In the second grouping was the baron, or the nakharar, who beside his special properties and estates, had the right of controlling a region in which the lesser nobility obeyed him and were regarded as his subjects, and in fact constituted his army. These nakharars constituted the core of the feudal system in Armenia. 69 Each of them ruled over the lesser nobility who regarded him as the natural ruler and military leader. These feudal soldiers who served the nakharar numbered around two hundred riders. If the nakharar needed more soldiers, he would use his villagers or call in the villagers of his subjects and thereby could gather a group which were regarded as guerrilla fighters.

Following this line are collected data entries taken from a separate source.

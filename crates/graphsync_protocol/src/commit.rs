//! Versioned commits.

use crate::gid::Gid;
use crate::value::Changes;
use serde::{Deserialize, Serialize};
use std::collections::BTreeMap;
use uuid::Uuid;

/// A set of commits keyed by the gid of the entity they apply to.
pub type CommitSet = BTreeMap<Gid, Commit>;

/// A versioned, prioritized bundle of field-level changes for one entity.
///
/// # Fields
///
/// - `uuid`: unique per commit, used for idempotent deduplication
/// - `sync_id`: identifies the originating replica
/// - `version`: per-entity version the commit was produced or merged at
/// - `priority`: tie-break for conflicting changes at equal versions
/// - `changes`: field name → new value
#[derive(Debug, Clone, PartialEq, Serialize, Deserialize)]
pub struct Commit {
    /// Unique commit ID.
    pub uuid: Uuid,
    /// Originating replica.
    #[serde(rename = "syncID")]
    pub sync_id: String,
    /// Entity version.
    pub version: u64,
    /// Conflict priority.
    pub priority: i64,
    /// Field changes.
    #[serde(default)]
    pub changes: Changes,
}

impl Commit {
    /// Creates a commit without changes and a fresh uuid.
    pub fn new(sync_id: impl Into<String>, version: u64, priority: i64) -> Self {
        Self {
            uuid: Uuid::new_v4(),
            sync_id: sync_id.into(),
            version,
            priority,
            changes: Changes::new(),
        }
    }

    /// Sets the changes (builder style).
    #[must_use]
    pub fn with_changes(mut self, changes: Changes) -> Self {
        self.changes = changes;
        self
    }

    /// Returns true if the commit carries no changes.
    pub fn is_empty(&self) -> bool {
        self.changes.is_empty()
    }
}
//! Compensated summation and probability-vector checks.
//!
//! Every closed-form moment of the Poisson-Binomial distribution is a sum
//! over the trial probabilities, and every cumulative query is a sum over
//! the PMF. Both go through the compensated accumulator in this module so
//! that rounding error stays O(ε) regardless of the number of trials.
//!
//! # Algorithms
//!
//! - **Summation**: Neumaier's improved Kahan summation.
//!   Reference: Neumaier (1974), "Rundungsfehleranalyse einiger Verfahren
//!   zur Summation endlicher Summen", *ZAMM* 54(1), pp. 39–51.

/// Absolute tolerance used when checking that a PMF is a probability vector.
///
/// Applies both to the distance of the total mass from 1 and to how far
/// below zero an entry may fall through rounding.
pub const PROBVEC_TOLERANCE: f64 = 1e-8;

/// Neumaier compensated summation for O(ε) error independent of `n`.
///
/// # Complexity
/// Time: O(n), Space: O(1)
///
/// # Examples
/// ```
/// use u_poisson_binomial::stats::kahan_sum;
/// let v = [1e16, 1.0, -1e16];
/// assert_eq!(kahan_sum(&v), 1.0);
/// ```
pub fn kahan_sum(data: &[f64]) -> f64 {
    data.iter().copied().collect::<KahanAccumulator>().sum()
}

/// Streaming form of [`kahan_sum`].
///
/// Useful when the addends are produced by a map over another slice
/// (e.g. `p·(1−p)` per trial) and materializing them would be wasteful.
///
/// # Algorithm
/// Maintains a running compensation `c`. At each step the branch captures
/// the low-order bits of whichever operand is smaller in magnitude.
///
/// # Examples
/// ```
/// use u_poisson_binomial::stats::KahanAccumulator;
/// let mut acc = KahanAccumulator::new();
/// for &p in &[0.1, 0.2, 0.3] {
///     acc.add(p * (1.0 - p));
/// }
/// assert!((acc.sum() - 0.46).abs() < 1e-15);
/// ```
#[derive(Debug, Clone, Copy, Default, PartialEq)]
pub struct KahanAccumulator {
    sum: f64,
    c: f64,
}

impl KahanAccumulator {
    /// Creates an empty accumulator.
    pub fn new() -> Self {
        Self::default()
    }

    /// Adds one term.
    pub fn add(&mut self, x: f64) {
        let t = self.sum + x;
        if self.sum.abs() >= x.abs() {
            self.c += (self.sum - t) + x;
        } else {
            self.c += (x - t) + self.sum;
        }
        self.sum = t;
    }

    /// Returns the compensated total.
    pub fn sum(&self) -> f64 {
        self.sum + self.c
    }
}

impl FromIterator<f64> for KahanAccumulator {
    fn from_iter<I: IntoIterator<Item = f64>>(iter: I) -> Self {
        let mut acc = Self::new();
        for x in iter {
            acc.add(x);
        }
        acc
    }
}

/// Returns `true` if `v` is a probability vector within `tol`.
///
/// Requires every entry to be finite and `>= -tol`, and the compensated
/// total to lie within `tol` of 1. An empty slice is never a probability
/// vector.
///
/// # Examples
/// ```
/// use u_poisson_binomial::stats::is_probability_vector;
/// assert!(is_probability_vector(&[0.25, 0.5, 0.25], 1e-12));
/// assert!(!is_probability_vector(&[0.5, 0.6], 1e-12));
/// assert!(!is_probability_vector(&[-0.5, 1.5], 1e-12));
/// ```
pub fn is_probability_vector(v: &[f64], tol: f64) -> bool {
    if v.is_empty() {
        return false;
    }
    if !v.iter().all(|x| x.is_finite() && *x >= -tol) {
        return false;
    }
    (kahan_sum(v) - 1.0).abs() <= tol
}

// ---------------------------------------------------------------------------
// Tests
// ---------------------------------------------------------------------------
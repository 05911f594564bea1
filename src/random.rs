//! Random number generation and weighted index sampling.
//!
//! Provides seeded RNG construction and the inverse-CDF sampler that backs
//! every draw from a finite discrete distribution in this crate.
//!
//! # Reproducibility
//!
//! For reproducible experiments, use [`create_rng`] with a fixed seed.
//! The underlying algorithm (SmallRng) is deterministic for a given seed
//! on the same platform.

use rand::distr::Distribution;
use rand::Rng;

/// Seeded `SmallRng` for reproducible draws from a distribution.
///
/// Two generators built from the same seed yield the same stream of
/// success counts on a given platform.
///
/// # Examples
/// ```
/// use u_poisson_binomial::random::create_rng;
/// use u_poisson_binomial::PoissonBinomial;
/// let d = PoissonBinomial::new(vec![0.3, 0.6, 0.9]).unwrap();
/// let a = d.sample_n(&mut create_rng(7), 5);
/// let b = d.sample_n(&mut create_rng(7), 5);
/// assert_eq!(a, b);
/// ```
pub fn create_rng(seed: u64) -> rand::rngs::SmallRng {
    use rand::SeedableRng;
    rand::rngs::SmallRng::seed_from_u64(seed)
}

/// Pre-computed weighted sampler for O(log n) repeated sampling.
///
/// Builds a cumulative distribution table from weights, then uses
/// binary search for each sample. Non-positive weights contribute no
/// mass and are never returned.
///
/// # Complexity
/// - Construction: O(n)
/// - Sampling: O(log n)
///
/// # Examples
/// ```
/// use u_poisson_binomial::random::{create_rng, WeightedSampler};
/// let pmf = vec![0.25, 0.5, 0.25];
/// let sampler = WeightedSampler::new(&pmf).unwrap();
/// let mut rng = create_rng(42);
/// let k = sampler.sample(&mut rng);
/// assert!(k < 3);
/// ```
#[derive(Debug, Clone, PartialEq)]
pub struct WeightedSampler {
    cumulative: Vec<f64>,
    total: f64,
}

impl WeightedSampler {
    /// Creates a new weighted sampler from the given weights.
    ///
    /// # Returns
    /// - `None` if `weights` is empty or carries no positive mass.
    pub fn new(weights: &[f64]) -> Option<Self> {
        if weights.is_empty() {
            return None;
        }

        let mut cumulative = Vec::with_capacity(weights.len());
        let mut total = 0.0;
        for &w in weights {
            if w > 0.0 {
                total += w;
            }
            cumulative.push(total);
        }

        if !(total > 0.0 && total.is_finite()) {
            return None;
        }

        Some(Self { cumulative, total })
    }

    /// Samples a random index according to the weights.
    ///
    /// Returns the first index whose cumulative weight exceeds a uniform
    /// threshold in `[0, total)`.
    pub fn sample<R: Rng + ?Sized>(&self, rng: &mut R) -> usize {
        let threshold = rng.random_range(0.0..self.total);
        let i = self.cumulative.partition_point(|&c| c <= threshold);
        i.min(self.cumulative.len() - 1)
    }

    /// Returns the number of categories.
    pub fn len(&self) -> usize {
        self.cumulative.len()
    }

    /// Returns true if there are no categories.
    pub fn is_empty(&self) -> bool {
        self.cumulative.is_empty()
    }

    /// Returns the total weight.
    pub fn total_weight(&self) -> f64 {
        self.total
    }
}

impl Distribution<usize> for WeightedSampler {
    fn sample<R: Rng + ?Sized>(&self, rng: &mut R) -> usize {
        WeightedSampler::sample(self, rng)
    }
}

// ============================================================================
// Tests
// ============================================================================
//! # u-poisson-binomial
//!
//! The Poisson-Binomial distribution for the U-Engine ecosystem.
//!
//! Models the number of successes among independent Bernoulli trials that
//! each carry their own success probability. The exact PMF is computed once
//! at construction; every other statistic is either a closed-form sum over
//! the trial probabilities or a query against that PMF.
//!
//! ## Modules
//!
//! - [`poisson_binomial`] — PMF recursion and the [`PoissonBinomial`] type
//! - [`categorical`] — Finite categorical distribution backing entropy,
//!   median, mode, quantile and sampling
//! - [`random`] — Seeded RNG construction and weighted index sampling
//! - [`stats`] — Compensated summation and probability-vector checks
//! - [`error`] — [`DistributionError`]
//!
//! ## Design Philosophy
//!
//! - **Numerical stability first**: Neumaier summation for every moment
//!   and cumulative query
//! - **Immutable distributions**: the PMF is computed eagerly and never
//!   recomputed, so instances are freely shareable across threads
//! - **Property-based testing**: Mathematical invariants verified via proptest
//!
//! ## Example
//!
//! ```
//! use u_poisson_binomial::PoissonBinomial;
//! use u_poisson_binomial::random::create_rng;
//!
//! let d = PoissonBinomial::new(vec![0.5, 0.5]).unwrap();
//! assert_eq!(d.pmf(), &[0.25, 0.5, 0.25]);
//! assert_eq!(d.mean(), 1.0);
//! assert_eq!(d.median(), 1);
//!
//! let mut rng = create_rng(42);
//! assert!(d.sample(&mut rng) <= 2);
//! ```

pub mod categorical;
pub mod error;
pub mod poisson_binomial;
pub mod random;
pub mod stats;

pub use categorical::Categorical;
pub use error::DistributionError;
pub use poisson_binomial::{poisson_binomial_pmf, PoissonBinomial};
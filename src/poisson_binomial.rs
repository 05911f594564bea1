//! Poisson-Binomial distribution.
//!
//! The number of successes among `n` independent Bernoulli trials, where
//! trial `i` succeeds with its own probability `pᵢ`.
//!
//! # Mathematical Definition
//! - Support: {0, 1, …, n}
//! - PMF: no closed form; computed exactly by incremental convolution
//! - Mean: Σ pᵢ
//! - Variance: Σ pᵢ(1−pᵢ)
//! - MGF: Π (1 − pᵢ + pᵢ·eᵗ)
//!
//! # PMF Algorithm
//!
//! The PMF is built by folding the trials in one at a time. After `j`
//! trials, `S[k]` holds P(exactly k successes among the first j). Folding
//! trial `j+1` with probability `p` updates, for `k` descending from `j+1`
//! to 1,
//!
//! ```text
//! S[k] = (1 − p)·S[k] + p·S[k−1]
//! ```
//!
//! and finally `S[0] *= 1 − p`. The descending order is what makes the
//! update safe in place: `S[k−1]` is read before it is overwritten.
//!
//! Reference: Chen & Liu (1997), "Statistical applications of the
//! Poisson-binomial and conditional Bernoulli distributions",
//! *Statistica Sinica* 7(4), pp. 875–892.
//!
//! # Numerical Limitations
//!
//! The recursion runs in the linear probability domain with no
//! renormalization. Tail probabilities of very long or very extreme
//! trial sequences can underflow to zero.
//!
//! # Complexity
//! Construction: O(n²) time, O(n) space. Moments and generating functions:
//! O(n) per call. PMF queries: O(1); CDF and quantile: O(n).

use std::ops::RangeInclusive;

use num_complex::Complex64;
use rand::distr::Distribution;
use rand::Rng;
use tracing::debug;

use crate::categorical::Categorical;
use crate::error::DistributionError;
use crate::random::WeightedSampler;
use crate::stats::{is_probability_vector, KahanAccumulator, PROBVEC_TOLERANCE};

/// Computes the full PMF of the Poisson-Binomial distribution.
///
/// Returns a vector of length `p.len() + 1` whose entry `k` is the
/// probability of exactly `k` successes. For an empty `p` this is the
/// point mass `[1.0]`.
///
/// No validation is performed; callers passing probabilities outside
/// `[0, 1]` get a vector that is not a probability vector.
///
/// # Complexity
/// Time: O(n²), Space: O(n)
///
/// # Examples
/// ```
/// use u_poisson_binomial::poisson_binomial_pmf;
/// let pmf = poisson_binomial_pmf(&[0.5, 0.5]);
/// assert_eq!(pmf, vec![0.25, 0.5, 0.25]);
/// ```
pub fn poisson_binomial_pmf(p: &[f64]) -> Vec<f64> {
    let mut s = vec![0.0; p.len() + 1];
    s[0] = 1.0;
    for (folded, &pi) in p.iter().enumerate() {
        fold_trial(&mut s, folded, pi);
    }
    s
}

/// Folds one more trial into `s`, which currently holds the PMF of
/// `folded` trials in `s[..=folded]`.
///
/// The first fold turns the point mass `[1, 0, …]` into `[1−p, p, 0, …]`.
#[inline]
fn fold_trial(s: &mut [f64], folded: usize, pi: f64) {
    let qi = 1.0 - pi;
    for row in (1..=folded + 1).rev() {
        s[row] = qi * s[row] + pi * s[row - 1];
    }
    s[0] *= qi;
}

/// Poisson-Binomial distribution over `{0, …, n}`.
///
/// Immutable once constructed: the PMF is computed eagerly and never
/// recomputed.
///
/// # Examples
/// ```
/// use u_poisson_binomial::PoissonBinomial;
/// let d = PoissonBinomial::new(vec![0.2, 0.5, 0.7]).unwrap();
/// assert_eq!(d.ntrials(), 3);
/// assert!((d.mean() - 1.4).abs() < 1e-12);
/// assert!((d.pdf(0.0) - 0.12).abs() < 1e-12);
/// assert_eq!(d.mode(), 1);
/// assert_eq!(d.quantile(0.9), Some(2));
/// ```
#[derive(Debug, Clone, PartialEq)]
pub struct PoissonBinomial {
    p: Vec<f64>,
    pmf: Categorical,
    sampler: WeightedSampler,
}

impl PoissonBinomial {
    /// Creates a distribution from per-trial success probabilities.
    ///
    /// # Errors
    /// Returns `Err` if any `p[i]` lies outside `[0, 1]` or is NaN.
    ///
    /// # Panics
    /// If the computed PMF is not a probability vector, which indicates a
    /// numerical defect rather than bad input.
    pub fn new(p: Vec<f64>) -> Result<Self, DistributionError> {
        if let Some((i, &pi)) = p
            .iter()
            .enumerate()
            .find(|(_, pi)| !(0.0..=1.0).contains(*pi))
        {
            debug!(index = i, value = pi, "rejected trial probability");
            return Err(DistributionError::InvalidParameters(format!(
                "PoissonBinomial requires 0 ≤ p[i] ≤ 1, got p[{i}]={pi}"
            )));
        }
        Ok(Self::new_unchecked(p))
    }

    /// Creates a distribution without checking that each `p[i]` lies in
    /// `[0, 1]`.
    ///
    /// Intended for probabilities that are valid by construction. The PMF
    /// invariant is still asserted.
    ///
    /// # Panics
    /// If the computed PMF is not a probability vector (within
    /// [`PROBVEC_TOLERANCE`]).
    pub fn new_unchecked(p: Vec<f64>) -> Self {
        let pmf = poisson_binomial_pmf(&p);
        assert!(
            is_probability_vector(&pmf, PROBVEC_TOLERANCE),
            "poisson-binomial pmf is not a probability vector (ntrials = {})",
            p.len()
        );
        debug!(ntrials = p.len(), "computed poisson-binomial pmf");
        let pmf = Categorical::from_checked_pmf(pmf);
        let sampler = pmf.sampler();
        Self { p, pmf, sampler }
    }

    /// Creates a distribution, validating `p` only when `validate` is set.
    ///
    /// # Errors
    /// Returns `Err` if `validate` is `true` and any `p[i]` lies outside
    /// `[0, 1]`.
    pub fn with_validation(p: Vec<f64>, validate: bool) -> Result<Self, DistributionError> {
        if validate {
            Self::new(p)
        } else {
            Ok(Self::new_unchecked(p))
        }
    }

    /// Number of trials `n`.
    pub fn ntrials(&self) -> usize {
        self.p.len()
    }

    /// Per-trial success probabilities, in trial order.
    pub fn succprob(&self) -> &[f64] {
        &self.p
    }

    /// Per-trial failure probabilities `1 − pᵢ`, in trial order.
    pub fn failprob(&self) -> Vec<f64> {
        self.p.iter().map(|&pi| 1.0 - pi).collect()
    }

    /// The distribution's parameters: the success probabilities.
    pub fn params(&self) -> &[f64] {
        &self.p
    }

    /// The full PMF; entry `k` is P(X = k), for `k` in `0..=n`.
    pub fn pmf(&self) -> &[f64] {
        self.pmf.probs()
    }

    pub fn minimum(&self) -> usize {
        0
    }

    pub fn maximum(&self) -> usize {
        self.ntrials()
    }

    pub fn support(&self) -> RangeInclusive<usize> {
        self.minimum()..=self.maximum()
    }

    /// Returns `true` if `k` is an integer in `[0, n]`.
    pub fn insupport(&self, k: f64) -> bool {
        k.fract() == 0.0 && k >= 0.0 && k <= self.ntrials() as f64
    }

    // --- moments ---

    /// Mean = Σ pᵢ.
    pub fn mean(&self) -> f64 {
        self.sum_over(|pi| pi)
    }

    /// Variance = Σ pᵢ(1−pᵢ).
    pub fn variance(&self) -> f64 {
        self.sum_over(|pi| pi * (1.0 - pi))
    }

    pub fn std(&self) -> f64 {
        self.variance().sqrt()
    }

    /// Skewness = Σ pᵢ(1−pᵢ)(1−2pᵢ) / V^{3/2}.
    ///
    /// NaN when the variance is zero.
    pub fn skewness(&self) -> f64 {
        let v = self.variance();
        let s = self.sum_over(|pi| pi * (1.0 - pi) * (1.0 - 2.0 * pi));
        s / v.sqrt() / v
    }

    /// Excess kurtosis = Σ pᵢ(1−pᵢ)(1 − 6pᵢ(1−pᵢ)) / V².
    ///
    /// NaN when the variance is zero.
    pub fn kurtosis(&self) -> f64 {
        let v = self.variance();
        let s = self.sum_over(|pi| {
            let pq = pi * (1.0 - pi);
            pq * (1.0 - 6.0 * pq)
        });
        s / (v * v)
    }

    fn sum_over(&self, f: impl Fn(f64) -> f64) -> f64 {
        self.p.iter().map(|&pi| f(pi)).collect::<KahanAccumulator>().sum()
    }

    // --- PMF-derived statistics ---

    /// Shannon entropy of the PMF, in nats.
    pub fn entropy(&self) -> f64 {
        self.pmf.entropy()
    }

    /// Smallest `k` with P(X ≤ k) ≥ 0.5.
    pub fn median(&self) -> usize {
        self.pmf.median()
    }

    /// Most likely success count; the smallest one on ties.
    pub fn mode(&self) -> usize {
        self.pmf.mode()
    }

    /// Every success count attaining the maximum probability.
    pub fn modes(&self) -> Vec<usize> {
        self.pmf.modes()
    }

    /// Smallest `k` with P(X ≤ k) ≥ `x`.
    ///
    /// Returns `None` if `x` is outside `[0, 1]`.
    pub fn quantile(&self, x: f64) -> Option<usize> {
        self.pmf.quantile(x)
    }

    // --- PMF / CDF queries ---

    /// P(X = k); 0 if `k` is not an integer in `[0, n]`.
    pub fn pdf(&self, k: f64) -> f64 {
        if self.insupport(k) {
            self.pmf.pdf(k as usize)
        } else {
            0.0
        }
    }

    /// ln P(X = k); `-∞` outside the support or where the mass is zero.
    pub fn logpdf(&self, k: f64) -> f64 {
        self.pdf(k).ln()
    }

    /// P(X ≤ k) for real `k`.
    pub fn cdf(&self, k: f64) -> f64 {
        if k.is_nan() {
            return f64::NAN;
        }
        if k < 0.0 {
            return 0.0;
        }
        if k >= self.ntrials() as f64 {
            return 1.0;
        }
        self.pmf.cdf(k.floor() as usize)
    }

    /// P(X > k) for real `k`, summed over the upper tail.
    pub fn ccdf(&self, k: f64) -> f64 {
        if k.is_nan() {
            return f64::NAN;
        }
        if k < 0.0 {
            return 1.0;
        }
        if k >= self.ntrials() as f64 {
            return 0.0;
        }
        let from = k.floor() as usize + 1;
        let acc: KahanAccumulator = self.pmf()[from..].iter().copied().collect();
        acc.sum().clamp(0.0, 1.0)
    }

    /// ln P(X ≤ k).
    pub fn logcdf(&self, k: f64) -> f64 {
        self.cdf(k).ln()
    }

    // --- generating functions ---

    /// Moment generating function M(t) = Π (1 − pᵢ + pᵢ·eᵗ).
    pub fn mgf(&self, t: f64) -> f64 {
        let et = t.exp();
        self.p.iter().map(|&pi| 1.0 - pi + pi * et).product()
    }

    /// Characteristic function φ(t) = Π (1 − pᵢ + pᵢ·e^{it}).
    pub fn cf(&self, t: f64) -> Complex64 {
        let eit = Complex64::from_polar(1.0, t);
        self.p
            .iter()
            .fold(Complex64::new(1.0, 0.0), |acc, &pi| {
                acc * (eit * pi + (1.0 - pi))
            })
    }

    // --- sampling ---

    /// Returns a reusable O(log n) sampler over success counts.
    ///
    /// # Examples
    /// ```
    /// use u_poisson_binomial::PoissonBinomial;
    /// use u_poisson_binomial::random::create_rng;
    /// let d = PoissonBinomial::new(vec![1.0, 0.0, 1.0]).unwrap();
    /// let sampler = d.sampler();
    /// let mut rng = create_rng(42);
    /// assert_eq!(sampler.sample(&mut rng), 2);
    /// ```
    pub fn sampler(&self) -> WeightedSampler {
        self.sampler.clone()
    }

    /// Draws one success count.
    pub fn sample<R: Rng + ?Sized>(&self, rng: &mut R) -> usize {
        self.sampler.sample(rng)
    }

    /// Draws `count` independent success counts.
    pub fn sample_n<R: Rng + ?Sized>(&self, rng: &mut R, count: usize) -> Vec<usize> {
        (0..count).map(|_| self.sampler.sample(rng)).collect()
    }

    // --- gradient ---

    /// Partial derivatives of the PMF with respect to each trial probability.
    ///
    /// Row `j` holds ∂P(X = k)/∂pⱼ for `k` in `0..=n`. Since
    /// P(X = k) = pⱼ·P₋ⱼ(k−1) + (1−pⱼ)·P₋ⱼ(k), where P₋ⱼ is the PMF with
    /// trial `j` removed, each row is P₋ⱼ(k−1) − P₋ⱼ(k). Every row sums to 0.
    ///
    /// # Complexity
    /// Time: O(n³), Space: O(n²)
    pub fn pmf_gradient(&self) -> Vec<Vec<f64>> {
        let n = self.ntrials();
        (0..n)
            .map(|j| {
                let mut without = vec![0.0; n];
                without[0] = 1.0;
                let others = self
                    .p
                    .iter()
                    .enumerate()
                    .filter(|&(i, _)| i != j)
                    .map(|(_, &pi)| pi);
                for (folded, pi) in others.enumerate() {
                    fold_trial(&mut without, folded, pi);
                }
                (0..=n)
                    .map(|k| {
                        let below = if k > 0 { without[k - 1] } else { 0.0 };
                        let at = without.get(k).copied().unwrap_or(0.0);
                        below - at
                    })
                    .collect()
            })
            .collect()
    }
}

impl Distribution<usize> for PoissonBinomial {
    fn sample<R: Rng + ?Sized>(&self, rng: &mut R) -> usize {
        self.sampler.sample(rng)
    }
}

impl TryFrom<Vec<f64>> for PoissonBinomial {
    type Error = DistributionError;

    fn try_from(p: Vec<f64>) -> Result<Self, Self::Error> {
        Self::new(p)
    }
}

impl TryFrom<&[f64]> for PoissonBinomial {
    type Error = DistributionError;

    fn try_from(p: &[f64]) -> Result<Self, Self::Error> {
        Self::new(p.to_vec())
    }
}

// ============================================================================
// Tests
// ============================================================================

The nakharar had total control within his territories and they belonged exclusively to him. He was the supreme legal judge in this area with the lives of his subjects in his hands, and he could exercise his power on any person at any time. Even during the periods when there was a ruling king in the country, the nakharars sustained this right as local judge. 70

Inheritance among the nakharars was structured in such a way that the oldest son was regarded as the political heir of the father. He also kept the most important parts in his realm, namely the family residence which was considered as the centre of the region and belonged to his forefathers. Nevertheless, some times there were divisions which were to the advantage of the other sons, in which fragments of the oldest son's territory was given away to other heirs, something which ultimately resulted in the division of the lands. 71

In the third group, above the nakharars ruled the high nobility, the princes, or ishkhans, who each owned an entire province. Each province consisted of several regions and the ishkhans ruled over all the nakharars in these regions. Armenia at that time consisted of several principalities, among which the households of Mamikonian, Rshtouni, Gnouni, Artzrouni, Bagratouni, Kamsarakan and Siuni were the most powerful ones and were independent, continuing this independent life even during the reign of the Persians and the Arabs.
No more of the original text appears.